AIM OF THE TASK:
Say how many lines of the listing below hold the word "Some". Give only that number.

INPUT DATA:
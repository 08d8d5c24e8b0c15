pub trait Optimizer {
    fn update_params(&mut self, params: &mut [f32], grad: &[f32]);
}
use std::{num::NonZeroUsize, path::Path};

use log::debug;

use crate::Result;

/// The binary class attached to a frame.
///
/// In adversarial sessions `Negative` marks synthetic frames and `Positive`
/// frames coming from the real source.
#[repr(u8)]
#[derive(Debug, Clone, Copy, PartialEq, Eq, Hash)]
pub enum Label {
    Negative = 0,
    Positive = 1,
}

impl Label {
    /// Parses a label byte.
    ///
    /// # Returns
    /// `None` for any value other than 0 or 1.
    pub fn from_byte(byte: u8) -> Option<Self> {
        match byte {
            0 => Some(Label::Negative),
            1 => Some(Label::Positive),
            _ => None,
        }
    }

    pub fn as_byte(self) -> u8 {
        self as u8
    }

    /// The numeric training target of this label.
    pub fn target(self) -> f32 {
        match self {
            Label::Negative => 0.0,
            Label::Positive => 1.0,
        }
    }
}

impl From<bool> for Label {
    fn from(value: bool) -> Self {
        if value { Label::Positive } else { Label::Negative }
    }
}

/// A single supervised sample, an opaque frame and its class.
#[derive(Debug, Clone, PartialEq, Eq)]
pub struct Sample {
    pub frame: Vec<u8>,
    pub label: Label,
}

impl Sample {
    pub fn new(frame: Vec<u8>, label: Label) -> Self {
        Self { frame, label }
    }
}

/// The capabilities a training session needs from a model.
///
/// The session never looks inside a model, it only moves frames, labels and
/// scalar losses between these calls and the network.
pub trait Model {
    /// Produces a synthetic frame.
    fn generate(&mut self) -> Vec<u8>;

    /// Predicts the class of `frame`.
    fn classify(&mut self, frame: &[u8]) -> Label;

    /// Makes a single training step on one sample.
    ///
    /// # Returns
    /// The loss of the sample before the update.
    fn train(&mut self, frame: &[u8], label: Label) -> f64;

    /// Trains `epochs` passes over `batch`.
    ///
    /// # Returns
    /// The mean sample loss of the last pass, zero for an empty batch.
    fn train_batch(&mut self, batch: &[Sample], epochs: NonZeroUsize) -> f64 {
        if batch.is_empty() {
            return 0.0;
        }

        let mut total = 0.0;
        for epoch in 0..epochs.get() {
            total = batch
                .iter()
                .map(|sample| self.train(&sample.frame, sample.label))
                .sum();

            debug!(epoch = epoch + 1, loss = total; "batch epoch done");
        }

        total / batch.len() as f64
    }

    /// Feeds a loss computed elsewhere back into the generative part.
    ///
    /// # Returns
    /// The loss value that was applied.
    fn apply_loss(&mut self, loss: f64) -> f64;

    /// Persists the model parameters at `path`.
    fn save(&self, path: &Path) -> Result<()>;

    /// Replaces the model parameters with the ones stored at `path`.
    fn load(&mut self, path: &Path) -> Result<()>;
}

#[cfg(test)]
mod tests {
    use super::*;

    #[test]
    fn label_bytes() {
        assert_eq!(Label::from_byte(0), Some(Label::Negative));
        assert_eq!(Label::from_byte(1), Some(Label::Positive));
        assert_eq!(Label::from_byte(2), None);
        assert_eq!(Label::from_byte(255), None);
        assert_eq!(Label::Positive.as_byte(), 1);
        assert_eq!(Label::from(false), Label::Negative);
    }
}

COMPLETED TASK:
4